L’Irpinia taciturna nei vini di Pasqualino Di Prisco

L’Irpinia taciturna nei vini di Pasqualino Di Prisco

di Jacopo Manni

In giro per carpire, capire e poi raccontare le Campania Stories, naufrago nelle verdi campagne irpine. La Campania non è una e tantomeno trina. La Campania sono due. Esiste la Campania del mare, quella delle isole e della costa. Quella solare e raggiante, dove le genti sono fragorose e estroverse e le vigne solo calde, fruttose e sapide. Poi esiste la Campania dell’Appenino. Dove le genti sono più umili, silenziose, taciturne e riservate e le vigne e le uve sono più verdi che gialle. Dove le escursione termiche arrivano a essere clamorose tra giorno e notte.

E proprio in una terra verde, taciturna e dedita alla materia più che alla lussuria incontro chi questi concetti se li porta con sé come retaggio secolare e ancestrale.
Pasqualino di Prisco nasce in una famiglia a trazione agricola ma è lui il primo che ha il pallino del vino e trasforma le vecchie stalle di famiglia in una cantina. Pasqualino, come lo chiamano gli amici, è uomo pragmatico però e prima di fare un salto nel vuoto vuole vedere il cammello prima di pagare moneta.

Prova ad innestare le vecchie viti di trebbiano accanto casa utilizzate fino a quel momento per l’autoproduzione con del Fiano. Il risultato è così convincente che espianta tutto e pianta solo Fiano per la sua nuova avventura. In cantina mi accompagna in macchina il figlio maggiore Giuseppe che studia a Napoli alla Federico II e ha idee manageriali nuove e contagiose. I suoi tre figli Giuseppe, Carmen e Michele sono già stati cooptati e indirizzati in quello che diverrà un vero e speriamo prospero family business.

Pasqualino mi porta nella nuova cantina, volte a mattoni fatte di pietra locale che qui chiamano breccia irpina, tutto fatto a mano e sudore dalla sua famiglia.

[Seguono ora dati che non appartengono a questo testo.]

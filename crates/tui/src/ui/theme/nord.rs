//! Provides the Nord theme, mapping the canonical palette to the page's roles.

use ratatui::style::Color;

use super::roles::{Theme, ThemeRoles};

// Polar Night (base surfaces)
pub const N0: Color = Color::Rgb(0x2E, 0x34, 0x40); // #2E3440
pub const N1: Color = Color::Rgb(0x3B, 0x42, 0x52); // #3B4252
pub const N2: Color = Color::Rgb(0x43, 0x4C, 0x5E); // #434C5E
pub const N3: Color = Color::Rgb(0x4C, 0x56, 0x6A); // #4C566A

// Snow Storm (foregrounds)
pub const S0: Color = Color::Rgb(0xD8, 0xDE, 0xE9); // #D8DEE9
pub const S1: Color = Color::Rgb(0xE5, 0xE9, 0xF0); // #E5E9F0
pub const S2: Color = Color::Rgb(0xEC, 0xEF, 0xF4); // #ECEFF4

// Frost (non-semantic accents)
pub const F0: Color = Color::Rgb(0x8F, 0xBC, 0xBB); // #8FBCBB
pub const F1: Color = Color::Rgb(0x88, 0xC0, 0xD0); // #88C0D0
pub const F2: Color = Color::Rgb(0x81, 0xA1, 0xC1); // #81A1C1

// Aurora (semantic status)
pub const A_RED: Color = Color::Rgb(0xBF, 0x61, 0x6A); // #BF616A
pub const A_YELLOW: Color = Color::Rgb(0xEB, 0xCB, 0x8B); // #EBCB8B
pub const A_GREEN: Color = Color::Rgb(0xA3, 0xBE, 0x8C); // #A3BE8C

pub const TEXT_MUTED: Color = Color::Rgb(0x61, 0x6E, 0x88); // #616E88

fn build_nord_roles() -> ThemeRoles {
    ThemeRoles {
        background: N0,
        surface: N1,
        surface_muted: N2,
        border: N3,
        divider: N2,

        text: S0,
        text_secondary: S1,
        text_muted: TEXT_MUTED,

        accent_primary: F1,
        accent_secondary: F2,
        accent_subtle: F0,
        on_accent: N0,

        success: A_GREEN,
        warning: A_YELLOW,
        error: A_RED,

        selection_bg: N3,
        selection_fg: S2,
        focus: F1,

        scrollbar_track: N2,
        scrollbar_thumb: N3,
    }
}

/// Nord theme tuned for dark terminals.
#[derive(Debug, Clone)]
pub struct NordTheme {
    roles: ThemeRoles,
}

impl NordTheme {
    /// Construct a Nord theme instance using the canonical palette.
    pub fn new() -> Self {
        Self { roles: build_nord_roles() }
    }
}

impl Theme for NordTheme {
    fn roles(&self) -> &ThemeRoles {
        &self.roles
    }
}
/// Open/closed state of the compact navigation menu.
///
/// Closed on every mount. Only user actions change it.
#[derive(Debug, Clone, Copy, Default, PartialEq, Eq)]
pub enum MenuState {
    #[default]
    Closed,
    Open,
}

impl MenuState {
    pub fn is_open(self) -> bool {
        self == Self::Open
    }

    /// Flips the state.
    pub fn toggle(&mut self) {
        *self = match self {
            Self::Closed => Self::Open,
            Self::Open => Self::Closed,
        };
    }

    /// Closes the menu; closing a closed menu is a no-op.
    pub fn close(&mut self) {
        *self = Self::Closed;
    }
}

#[cfg(test)]
mod tests {
    use super::*;

    #[test]
    fn starts_closed() {
        assert_eq!(MenuState::default(), MenuState::Closed);
    }

    #[test]
    fn toggle_is_an_involution() {
        for start in [MenuState::Closed, MenuState::Open] {
            let mut state = start;
            state.toggle();
            assert_ne!(state, start);
            state.toggle();
            assert_eq!(state, start);
        }
    }

    #[test]
    fn close_from_any_state_ends_closed() {
        let mut state = MenuState::Open;
        state.close();
        assert!(!state.is_open());
        state.close();
        assert_eq!(state, MenuState::Closed);
    }
}
use folio_types::PortfolioEntry;
use folio_util::wrap_to_width;
use ratatui::{
    style::Modifier,
    text::{Line, Span},
};

use super::{
    PageContext,
    builder::{Align, SectionBuilder},
    layout::{card_grid, card_width, grid_columns},
};
use crate::ui::{
    icons::Icon,
    projection::{into_nodes, project},
    theme::{Theme, theme_helpers as th},
};

/// Description rows shown per card before clamping.
const DESCRIPTION_ROWS: usize = 2;

fn tag_chips(theme: &dyn Theme, tags: &[String]) -> Line<'static> {
    let mut spans = Vec::with_capacity(tags.len() * 2);
    for (index, tag) in tags.iter().enumerate() {
        if index > 0 {
            spans.push(Span::styled(" ", th::panel_style(theme)));
        }
        spans.push(Span::styled(format!(" {} ", tag.to_uppercase()), th::chip_style(theme)));
    }
    Line::from(spans)
}

fn project_card(theme: &dyn Theme, entry: &PortfolioEntry, interior: usize) -> Vec<Line<'static>> {
    let mut body = vec![
        Line::from(Span::styled(
            format!(" {} ", entry.category.to_uppercase()),
            th::badge_style(theme),
        )),
        Line::default(),
    ];
    if !entry.tags.is_empty() {
        body.push(tag_chips(theme, &entry.tags));
        body.push(Line::default());
    }
    body.push(Line::from(Span::styled(entry.title.clone(), theme.heading_style())));
    body.extend(
        wrap_to_width(&entry.description, interior, Some(DESCRIPTION_ROWS))
            .into_iter()
            .map(|row| Line::from(Span::styled(row, theme.text_secondary_style()))),
    );
    body.push(Line::default());
    body.push(Line::from(Span::styled(format!("▣ {}", entry.image), theme.text_muted_style())));
    body.push(Line::default());
    body.push(Line::from(Span::styled(
        format!("Case Study {}", Icon::ChevronRight.glyph()),
        theme.text_primary_style().add_modifier(Modifier::BOLD),
    )));
    body
}

pub(super) fn render(ctx: &PageContext<'_>) -> SectionBuilder {
    let theme = ctx.theme;
    let mut section = SectionBuilder::new(ctx.frame());
    section.row(vec![Span::styled("Recent Projects", theme.heading_style())], Align::Center);
    section.paragraph(
        "Case studies that deliver tangible impact and measurable growth.",
        theme.text_muted_style(),
        usize::MAX,
        Align::Center,
    );
    section.blank(1);

    let columns = grid_columns(ctx.width, 3, 3);
    let width = card_width(section.frame().inner, columns);
    let interior = width.saturating_sub(4);
    let cards = into_nodes(project(&ctx.catalog.portfolio, |entry| project_card(theme, entry, interior)));
    section.extend(card_grid(theme, cards, columns, width, section.frame().left));
    section.blank(2);
    section
}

In Irpinia le valli, le vigne così come le uve sono verdi ma osservo che la pietra locale ne assorbe le sfumature e presenta venature verdognole anch’essa. Dai dettagli si comprende il tutto.

Pasqualino mi apre le porte della sua cantina che copre con lastre di polistirolo. Non capisco bene finché non mi spiega che la porta è esposta al sole e lui vuole proteggere il suo tesoro e il suo lavoro dal sole che la scalda. Ha barrique esauste e botti grandi che sono invece in gran forma, perché l’aglianico è vitigno che “non c’azzecca” col legno nuovo dice Pasqualino. Dopo avermi annusato e inquadrato Pasqualino mi fa accomodare appena fuori la cantina, un tramonto caldo, luminoso e calmo dell’Irpinia ci avvolge, un tavolo di plastica con tovaglia floreale che chi frequenta il sud ha di sicuro vissuto con lussuriose mangiate, grandi bevute e soprattutto sguaiate e spensierate risate.
Durante gli assaggi la famiglia tutta, con anche la padrona di casa, mi si siede intorno in un bellissimo e splendidamente terrone abbraccio.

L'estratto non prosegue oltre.